Because like hitting the five, six, seven, eight, nine hour mark or whatever the correct mark is, I find that to be stress inducing for me versus stress relieving. Like thinking about that, I feel best if I sleep sometimes for eight hours, sometimes for four hours and then power nap.
And as long as I have a stupid, private usually smile on my face, that's when I'm doing good as opposed to getting a perfect amount of sleep according to whatever the latest blog post is. And I also pull all nighters still. I also think there's something about the body, like as long as you do it regularly, it's not as stress inducing.
Like you know what it is. The reason I pull all nighters isn't for like, I'm playing Diablo three or something, is because I'm doing something I'm truly passionate about. Well, I'm also a video games, but I'm doing something I'm truly passionate about. And it's almost like there's the Jocko Willink feeling of when I'm up at 7 a.m.
and I haven't slept all night and still I'm working on it. There's a kind of a celebration of the human spirit that I really enjoy it. And that's happiness. And to sort of then, and I usually don't tell that kind of stuff to people because their first statement will be like, you should get more sleep.
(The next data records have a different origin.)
//! Task admission and execution.
//!
//! [`TaskQueue`] owns a fixed number of worker slots (`core_size`) and a
//! bounded waiting line (`queue_size`). Admission is decided synchronously
//! under a single lock, so the slot count never exceeds `core_size` and the
//! line never grows past `queue_size`; anything beyond that is rejected
//! with `QUEUE_REJECTED` and removed from the store.
//!
//! A slot is a spawned tokio task. It executes the job it was spawned for,
//! then keeps pulling from the waiting line until the line is empty, at
//! which point the slot is released.
//!
//! Each task runs under a child of the queue's [`CancellationToken`]; the
//! per-task [`TaskHandle`] cancels just that task, [`TaskQueue::shutdown`]
//! cancels all of them.

use std::any::Any;
use std::collections::{HashMap, VecDeque};
use std::panic::AssertUnwindSafe;
use std::sync::{Arc, Mutex, MutexGuard, PoisonError, RwLock, RwLockReadGuard, RwLockWriteGuard};

use drawq_core::{CoreError, SubmitResult, Task, TaskId, TaskPredicate, TaskStatus};
use drawq_events::Notifier;
use drawq_store::TaskStore;
use futures::FutureExt;
use tokio_util::sync::CancellationToken;

use crate::action::SubmitAction;
use crate::config::QueueConfig;
use crate::error::QueueError;
use crate::handle::TaskHandle;
use crate::hook::{NoopPostProcessor, PostProcessor};
use crate::live::LiveTask;

/// Reason recorded when a task cannot be admitted because the queue is
/// shutting down.
pub const SHUTTING_DOWN: &str = "Scheduler is shutting down";

/// Reason recorded when execution ends in a timeout, store error or panic.
pub const EXECUTION_FAILED: &str = "Task execution failed, please try again later";

/// Reason returned when the initial store write fails.
const PERSIST_FAILED: &str = "Failed to persist task";

// ---------------------------------------------------------------------------
// Internal bookkeeping
// ---------------------------------------------------------------------------

/// An admitted task together with everything its worker needs.
struct Job {
    task: LiveTask,
    action: SubmitAction,
    handle: TaskHandle,
}

#[derive(Default)]
struct Admission {
    /// Slots currently owned by a worker.
    active: usize,
    pending: VecDeque<Job>,
    closed: bool,
}

enum Admitted {
    Run(Job),
    Queued(usize),
    Rejected,
    Closed(Job),
}

// ---------------------------------------------------------------------------
// TaskQueue
// ---------------------------------------------------------------------------

pub struct TaskQueue {
    config: QueueConfig,
    store: Arc<dyn TaskStore>,
    notifier: Arc<dyn Notifier>,
    post_processor: Arc<dyn PostProcessor>,
    admission: Mutex<Admission>,
    /// Tasks a worker is currently executing.
    running: RwLock<HashMap<TaskId, LiveTask>>,
    /// Handles of every admitted task, queued or running.
    handles: RwLock<HashMap<TaskId, TaskHandle>>,
    cancel: CancellationToken,
}
//! Per-task webhook delivery with exponential-backoff retry.
//!
//! [`WebhookDelivery`] POSTs a JSON payload to an external URL. Failed
//! attempts are retried up to three times with exponential backoff
//! (1 s, 2 s, 4 s).
//!
//! [`WebhookNotifier`] is the [`Notifier`] front end: it hands every change
//! of a task that carries a `notify_hook` to a background dispatcher, which
//! runs at most `pool_size` deliveries at once. Ordering between deliveries
//! is best-effort.

use std::sync::Arc;
use std::time::Duration;

use drawq_core::Task;
use tokio::sync::{mpsc, Semaphore};
use tokio::task::JoinHandle;
use tokio_util::sync::CancellationToken;

use crate::notifier::Notifier;

/// Retry delays in seconds (exponential backoff: 1s, 2s, 4s).
const RETRY_DELAYS_SECS: [u64; 3] = [1, 2, 4];

/// HTTP request timeout for a single delivery attempt.
const REQUEST_TIMEOUT: Duration = Duration::from_secs(10);

// ---------------------------------------------------------------------------
// Error
// ---------------------------------------------------------------------------

/// Error type for webhook delivery failures.
#[derive(Debug, thiserror::Error)]
pub enum WebhookError {
    /// The underlying HTTP request failed (network, DNS, timeout, etc.).
    #[error("HTTP request failed: {0}")]
    Request(#[from] reqwest::Error),

    /// The remote server returned a non-2xx status code.
    #[error("Webhook returned HTTP {0}")]
    HttpStatus(u16),
}

// ---------------------------------------------------------------------------
// WebhookDelivery
// ---------------------------------------------------------------------------

/// Delivers task snapshots to external webhook endpoints.
pub struct WebhookDelivery {
    client: reqwest::Client,
}

impl WebhookDelivery {
    /// Create a new delivery service with a pre-configured HTTP client.
    pub fn new() -> Result<Self, WebhookError> {
        let client = reqwest::Client::builder()
            .timeout(REQUEST_TIMEOUT)
            .build()?;
        Ok(Self { client })
    }

    /// POST the snapshot of `task` to `url`.
    ///
    /// A failed attempt is retried after each delay in the backoff
    /// schedule; the error of the last attempt is returned once the
    /// schedule is exhausted.
    pub async fn deliver(&self, url: &str, task: &Task) -> Result<(), WebhookError> {
        let body = webhook_payload(task);
        let mut backoff = RETRY_DELAYS_SECS.iter().map(|secs| Duration::from_secs(*secs));
        let mut attempt = 1;

        loop {
            let err = match self.post(url, &body).await {
                Ok(()) => return Ok(()),
                Err(err) => err,
            };

            let Some(delay) = backoff.next() else {
                tracing::error!(attempts = attempt, url, task_id = %task.id, error = %err, "Giving up on webhook");
                return Err(err);
            };

            tracing::warn!(
                attempt,
                url,
                task_id = %task.id,
                retry_in_secs = delay.as_secs(),
                error = %err,
                "Webhook attempt failed"
            );
            tokio::time::sleep(delay).await;
            attempt += 1;
        }
    }

    async fn post(&self, url: &str, body: &serde_json::Value) -> Result<(), WebhookError> {
        let status = self.client.post(url).json(body).send().await?.status();
        if status.is_success() {
            Ok(())
        } else {
            Err(WebhookError::HttpStatus(status.as_u16()))
        }
    }
}

/// JSON body posted for a task change: the full snapshot.
fn webhook_payload(task: &Task) -> serde_json::Value {
    serde_json::to_value(task).unwrap_or_else(|e| {
        tracing::error!(task_id = %task.id, error = %e, "Failed to serialize task for webhook");
        serde_json::json!({ "id": task.id, "status": task.status() })
    })
}

// ---------------------------------------------------------------------------
// WebhookNotifier
// ---------------------------------------------------------------------------

/// [`Notifier`] that posts each change to the task's own `notify_hook`.
pub struct WebhookNotifier {
    tx: mpsc::UnboundedSender<Task>,
}

impl WebhookNotifier {
    /// Spawn the delivery dispatcher and return the notifier front end.
    ///
    /// The dispatcher stops when `cancel` fires or every notifier handle is
    /// dropped. Deliveries already in flight run to completion.
    pub fn start(
        pool_size: usize,
        cancel: CancellationToken,
    ) -> Result<(Self, JoinHandle<()>), WebhookError> {
        let delivery = Arc::new(WebhookDelivery::new()?);
        let (tx, rx) = mpsc::unbounded_channel();
        let handle = tokio::spawn(dispatch(delivery, rx, pool_size.max(1), cancel));
        Ok((Self { tx }, handle))
    }
}

impl Notifier for WebhookNotifier {
    fn notify_task_change(&self, task: &Task) {
        if task.notify_hook.is_none() {
            return;
        }
        if self.tx.send(task.clone()).is_err() {
            tracing::warn!(task_id = %task.id, "Webhook dispatcher stopped, dropping notification");
        }
    }
}

async fn dispatch(
    delivery: Arc<WebhookDelivery>,
    mut rx: mpsc::UnboundedReceiver<Task>,
    pool_size: usize,
    cancel: CancellationToken,
) {
    let slots = Arc::new(Semaphore::new(pool_size));
    tracing::info!(pool_size, "Webhook dispatcher started");

    loop {
        let task = tokio::select! {
            _ = cancel.cancelled() => break,
            next = rx.recv() => match next {
                Some(task) => task,
                None => break,
            },
        };

        let Some(url) = task.notify_hook.clone() else {
            continue;
        };

        let permit = tokio::select! {
            _ = cancel.cancelled() => break,
            permit = Arc::clone(&slots).acquire_owned() => match permit {
                Ok(permit) => permit,
                Err(_) => break,
            },
        };

        let delivery = Arc::clone(&delivery);
        tokio::spawn(async move {
            let _permit = permit;
            if delivery.deliver(&url, &task).await.is_ok() {
                tracing::debug!(task_id = %task.id, status = %task.status(), "Webhook delivered");
            }
        });
    }

    tracing::info!("Webhook dispatcher stopped");
}

// ---------------------------------------------------------------------------
// Tests
// ---------------------------------------------------------------------------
It's like, no, I'm doing stuff I love. You should get more love in your life, bro. - That's right. - So, but that said in aggregate, when you look at the full span of life, is probably you should be getting a consistent amount of sleep. And it seems like it's in that seven, eight hour range.
- Yeah, but it's similar to food. It's the quality, not the quantity. And when you get it. So I look at my data pretty often. And what makes a difference to me is not the amount of hours, but the quality, the depth and the deep sleep is what'll do it.
So if I have a lot of alcohol before going to sleep and I can see my heart rate being different, but what really kills me is that I don't get a lot of that deep sleep and I wake up barely remembering stuff. So that, like you say, if you're happy and contented and you don't have these cortisol chemicals going through your body, you will more naturally get into that deep state.
And even if you just get four hours, way better than eight hours of none of that. - Yeah, yeah, that's beautiful. And some of that could be genetic. For me, I just fall asleep like this. If you want me to fall asleep right now, I can do it. It's no, I have no problem with it combined with coffee.
I just had two energy drinks, I can probably sleep. So that, I don't know if that's genetics or it's kind of, I don't know what it is. Or maybe that I don't have kids and I'm single. So I don't have, I'm almost listening to some kind of biological signal versus societal signal on when I'm supposed to go to sleep.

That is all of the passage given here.